## Task details
In the records below, find every line that contains "matcher" and list it.

## Material for this exercise
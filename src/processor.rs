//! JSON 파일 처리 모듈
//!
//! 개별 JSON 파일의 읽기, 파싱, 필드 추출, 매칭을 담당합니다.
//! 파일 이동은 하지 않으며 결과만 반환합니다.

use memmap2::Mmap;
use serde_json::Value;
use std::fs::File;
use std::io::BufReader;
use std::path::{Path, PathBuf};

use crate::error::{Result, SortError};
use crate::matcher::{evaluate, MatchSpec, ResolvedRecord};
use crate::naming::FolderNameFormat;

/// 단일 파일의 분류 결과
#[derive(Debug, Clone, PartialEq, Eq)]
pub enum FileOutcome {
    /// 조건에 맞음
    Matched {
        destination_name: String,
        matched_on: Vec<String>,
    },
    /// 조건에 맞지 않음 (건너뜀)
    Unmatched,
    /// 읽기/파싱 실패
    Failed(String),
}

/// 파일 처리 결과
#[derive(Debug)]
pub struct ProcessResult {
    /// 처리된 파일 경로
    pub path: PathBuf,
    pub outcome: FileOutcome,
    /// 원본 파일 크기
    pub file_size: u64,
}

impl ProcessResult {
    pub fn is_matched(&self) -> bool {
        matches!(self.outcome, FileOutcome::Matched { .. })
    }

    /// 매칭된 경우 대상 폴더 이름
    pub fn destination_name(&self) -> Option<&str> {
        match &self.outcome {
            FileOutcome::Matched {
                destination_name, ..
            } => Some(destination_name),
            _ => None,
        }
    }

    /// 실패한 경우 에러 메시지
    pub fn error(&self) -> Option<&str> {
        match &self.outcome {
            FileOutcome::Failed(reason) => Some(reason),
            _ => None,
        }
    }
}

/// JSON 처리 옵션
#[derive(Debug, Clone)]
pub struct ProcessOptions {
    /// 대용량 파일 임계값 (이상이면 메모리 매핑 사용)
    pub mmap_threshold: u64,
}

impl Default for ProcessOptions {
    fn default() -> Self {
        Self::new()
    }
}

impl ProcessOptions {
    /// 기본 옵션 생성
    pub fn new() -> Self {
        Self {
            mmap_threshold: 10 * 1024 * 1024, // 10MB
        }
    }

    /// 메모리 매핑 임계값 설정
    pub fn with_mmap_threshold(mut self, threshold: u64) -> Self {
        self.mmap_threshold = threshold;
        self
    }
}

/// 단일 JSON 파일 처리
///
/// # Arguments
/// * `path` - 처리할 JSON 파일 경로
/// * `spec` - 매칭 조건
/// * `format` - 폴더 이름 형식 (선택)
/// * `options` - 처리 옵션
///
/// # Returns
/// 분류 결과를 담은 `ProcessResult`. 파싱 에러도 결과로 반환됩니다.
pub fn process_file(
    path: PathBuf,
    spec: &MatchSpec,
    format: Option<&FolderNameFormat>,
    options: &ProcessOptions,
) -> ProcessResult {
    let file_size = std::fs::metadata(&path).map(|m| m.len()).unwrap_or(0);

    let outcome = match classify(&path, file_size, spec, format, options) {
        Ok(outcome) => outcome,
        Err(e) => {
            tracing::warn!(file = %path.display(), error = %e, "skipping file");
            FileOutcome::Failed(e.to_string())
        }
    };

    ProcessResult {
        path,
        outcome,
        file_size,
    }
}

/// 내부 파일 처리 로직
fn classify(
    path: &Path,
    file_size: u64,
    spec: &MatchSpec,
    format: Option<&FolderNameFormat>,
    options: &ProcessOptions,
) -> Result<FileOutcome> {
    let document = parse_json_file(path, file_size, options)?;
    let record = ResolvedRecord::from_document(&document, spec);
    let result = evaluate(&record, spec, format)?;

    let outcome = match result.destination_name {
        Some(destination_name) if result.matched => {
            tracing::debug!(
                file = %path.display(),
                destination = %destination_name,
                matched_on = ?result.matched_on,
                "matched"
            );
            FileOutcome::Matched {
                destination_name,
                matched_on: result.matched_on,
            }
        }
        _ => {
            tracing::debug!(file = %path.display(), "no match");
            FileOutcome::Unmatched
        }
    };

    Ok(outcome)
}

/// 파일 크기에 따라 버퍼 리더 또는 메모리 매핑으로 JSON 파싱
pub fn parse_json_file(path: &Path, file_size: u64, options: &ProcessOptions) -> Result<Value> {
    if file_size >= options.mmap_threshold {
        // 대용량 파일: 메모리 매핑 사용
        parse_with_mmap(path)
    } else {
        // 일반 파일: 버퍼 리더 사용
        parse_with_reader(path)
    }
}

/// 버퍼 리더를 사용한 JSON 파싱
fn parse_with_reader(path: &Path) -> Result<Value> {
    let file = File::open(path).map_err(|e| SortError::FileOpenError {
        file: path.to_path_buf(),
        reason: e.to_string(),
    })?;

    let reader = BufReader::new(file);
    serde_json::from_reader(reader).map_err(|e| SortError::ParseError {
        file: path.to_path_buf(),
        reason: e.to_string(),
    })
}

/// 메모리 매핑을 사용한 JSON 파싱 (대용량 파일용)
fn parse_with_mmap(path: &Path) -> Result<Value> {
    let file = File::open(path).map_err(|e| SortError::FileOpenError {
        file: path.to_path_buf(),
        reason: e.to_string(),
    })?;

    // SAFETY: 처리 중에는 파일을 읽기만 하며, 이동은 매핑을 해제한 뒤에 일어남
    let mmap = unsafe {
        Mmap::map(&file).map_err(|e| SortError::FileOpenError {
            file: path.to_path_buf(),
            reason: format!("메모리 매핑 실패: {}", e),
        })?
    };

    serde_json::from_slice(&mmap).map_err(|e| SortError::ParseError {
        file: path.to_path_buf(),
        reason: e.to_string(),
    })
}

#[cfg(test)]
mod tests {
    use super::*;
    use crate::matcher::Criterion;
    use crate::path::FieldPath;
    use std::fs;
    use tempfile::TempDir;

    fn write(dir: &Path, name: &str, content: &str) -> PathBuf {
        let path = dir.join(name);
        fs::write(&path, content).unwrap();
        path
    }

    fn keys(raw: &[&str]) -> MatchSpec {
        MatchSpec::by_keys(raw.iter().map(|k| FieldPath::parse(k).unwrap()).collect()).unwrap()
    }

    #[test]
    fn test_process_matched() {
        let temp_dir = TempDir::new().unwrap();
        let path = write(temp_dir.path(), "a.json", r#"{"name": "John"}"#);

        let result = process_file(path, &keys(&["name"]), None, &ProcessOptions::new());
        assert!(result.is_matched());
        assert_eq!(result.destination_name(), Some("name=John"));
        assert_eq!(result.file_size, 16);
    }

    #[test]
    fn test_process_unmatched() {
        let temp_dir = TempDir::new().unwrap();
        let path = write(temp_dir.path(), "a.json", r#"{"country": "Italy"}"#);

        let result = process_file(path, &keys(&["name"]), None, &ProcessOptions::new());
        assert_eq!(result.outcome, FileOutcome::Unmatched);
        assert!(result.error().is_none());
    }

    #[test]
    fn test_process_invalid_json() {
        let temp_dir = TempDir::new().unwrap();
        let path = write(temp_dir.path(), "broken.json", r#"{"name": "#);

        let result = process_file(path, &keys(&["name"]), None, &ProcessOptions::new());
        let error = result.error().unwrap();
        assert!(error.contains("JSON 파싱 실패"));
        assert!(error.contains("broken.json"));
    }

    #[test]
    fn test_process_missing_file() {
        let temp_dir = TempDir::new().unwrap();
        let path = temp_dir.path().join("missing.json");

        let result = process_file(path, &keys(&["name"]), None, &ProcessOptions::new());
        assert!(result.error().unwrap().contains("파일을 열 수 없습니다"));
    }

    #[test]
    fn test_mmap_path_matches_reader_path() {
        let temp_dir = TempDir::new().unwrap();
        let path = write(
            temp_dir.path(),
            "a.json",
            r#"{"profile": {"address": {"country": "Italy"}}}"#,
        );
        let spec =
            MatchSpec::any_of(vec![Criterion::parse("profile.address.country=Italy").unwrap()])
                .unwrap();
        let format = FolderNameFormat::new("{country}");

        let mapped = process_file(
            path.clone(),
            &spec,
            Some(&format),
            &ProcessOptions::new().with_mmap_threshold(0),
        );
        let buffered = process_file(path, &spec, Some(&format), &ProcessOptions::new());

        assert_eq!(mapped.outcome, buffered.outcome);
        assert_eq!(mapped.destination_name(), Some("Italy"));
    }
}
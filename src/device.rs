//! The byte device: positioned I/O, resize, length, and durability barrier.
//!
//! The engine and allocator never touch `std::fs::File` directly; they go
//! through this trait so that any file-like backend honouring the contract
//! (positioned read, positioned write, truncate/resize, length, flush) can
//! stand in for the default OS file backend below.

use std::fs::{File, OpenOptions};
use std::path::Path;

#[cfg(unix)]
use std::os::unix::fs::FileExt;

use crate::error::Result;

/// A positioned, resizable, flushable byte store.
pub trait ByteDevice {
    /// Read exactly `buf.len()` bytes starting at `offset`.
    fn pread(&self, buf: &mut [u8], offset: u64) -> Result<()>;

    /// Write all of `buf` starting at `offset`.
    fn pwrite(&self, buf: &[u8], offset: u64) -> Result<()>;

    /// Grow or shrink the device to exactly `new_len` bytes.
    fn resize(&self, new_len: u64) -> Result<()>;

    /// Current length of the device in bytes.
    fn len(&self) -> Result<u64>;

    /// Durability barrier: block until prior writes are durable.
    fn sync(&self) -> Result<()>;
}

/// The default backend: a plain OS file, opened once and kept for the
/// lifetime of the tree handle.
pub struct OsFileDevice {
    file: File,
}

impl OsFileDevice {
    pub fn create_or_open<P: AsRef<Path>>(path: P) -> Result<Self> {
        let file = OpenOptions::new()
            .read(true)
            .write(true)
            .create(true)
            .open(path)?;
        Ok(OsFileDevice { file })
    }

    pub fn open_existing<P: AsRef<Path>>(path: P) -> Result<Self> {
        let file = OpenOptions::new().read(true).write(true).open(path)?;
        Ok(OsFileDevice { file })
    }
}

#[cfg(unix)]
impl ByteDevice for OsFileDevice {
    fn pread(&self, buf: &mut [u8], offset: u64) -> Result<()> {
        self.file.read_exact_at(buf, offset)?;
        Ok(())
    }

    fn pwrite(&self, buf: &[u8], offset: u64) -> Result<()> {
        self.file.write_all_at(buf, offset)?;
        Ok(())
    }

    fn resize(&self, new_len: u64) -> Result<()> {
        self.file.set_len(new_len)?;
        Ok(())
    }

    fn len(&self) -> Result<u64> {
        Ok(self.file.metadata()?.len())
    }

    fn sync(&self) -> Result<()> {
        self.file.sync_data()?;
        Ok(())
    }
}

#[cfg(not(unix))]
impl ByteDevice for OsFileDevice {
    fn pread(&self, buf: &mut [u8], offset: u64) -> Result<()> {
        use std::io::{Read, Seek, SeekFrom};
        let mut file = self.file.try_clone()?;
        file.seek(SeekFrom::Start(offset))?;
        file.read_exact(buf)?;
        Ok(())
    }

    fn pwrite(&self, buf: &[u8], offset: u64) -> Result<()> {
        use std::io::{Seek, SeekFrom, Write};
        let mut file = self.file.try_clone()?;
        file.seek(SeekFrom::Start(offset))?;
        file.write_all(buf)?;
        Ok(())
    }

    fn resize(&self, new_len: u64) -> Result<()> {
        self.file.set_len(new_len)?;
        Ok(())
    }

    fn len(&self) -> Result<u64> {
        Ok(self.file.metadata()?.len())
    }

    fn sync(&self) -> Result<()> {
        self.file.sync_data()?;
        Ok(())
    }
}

## Answer
use crate::matcher::{evaluate, MatchSpec, ResolvedRecord};
    use crate::matcher::Criterion;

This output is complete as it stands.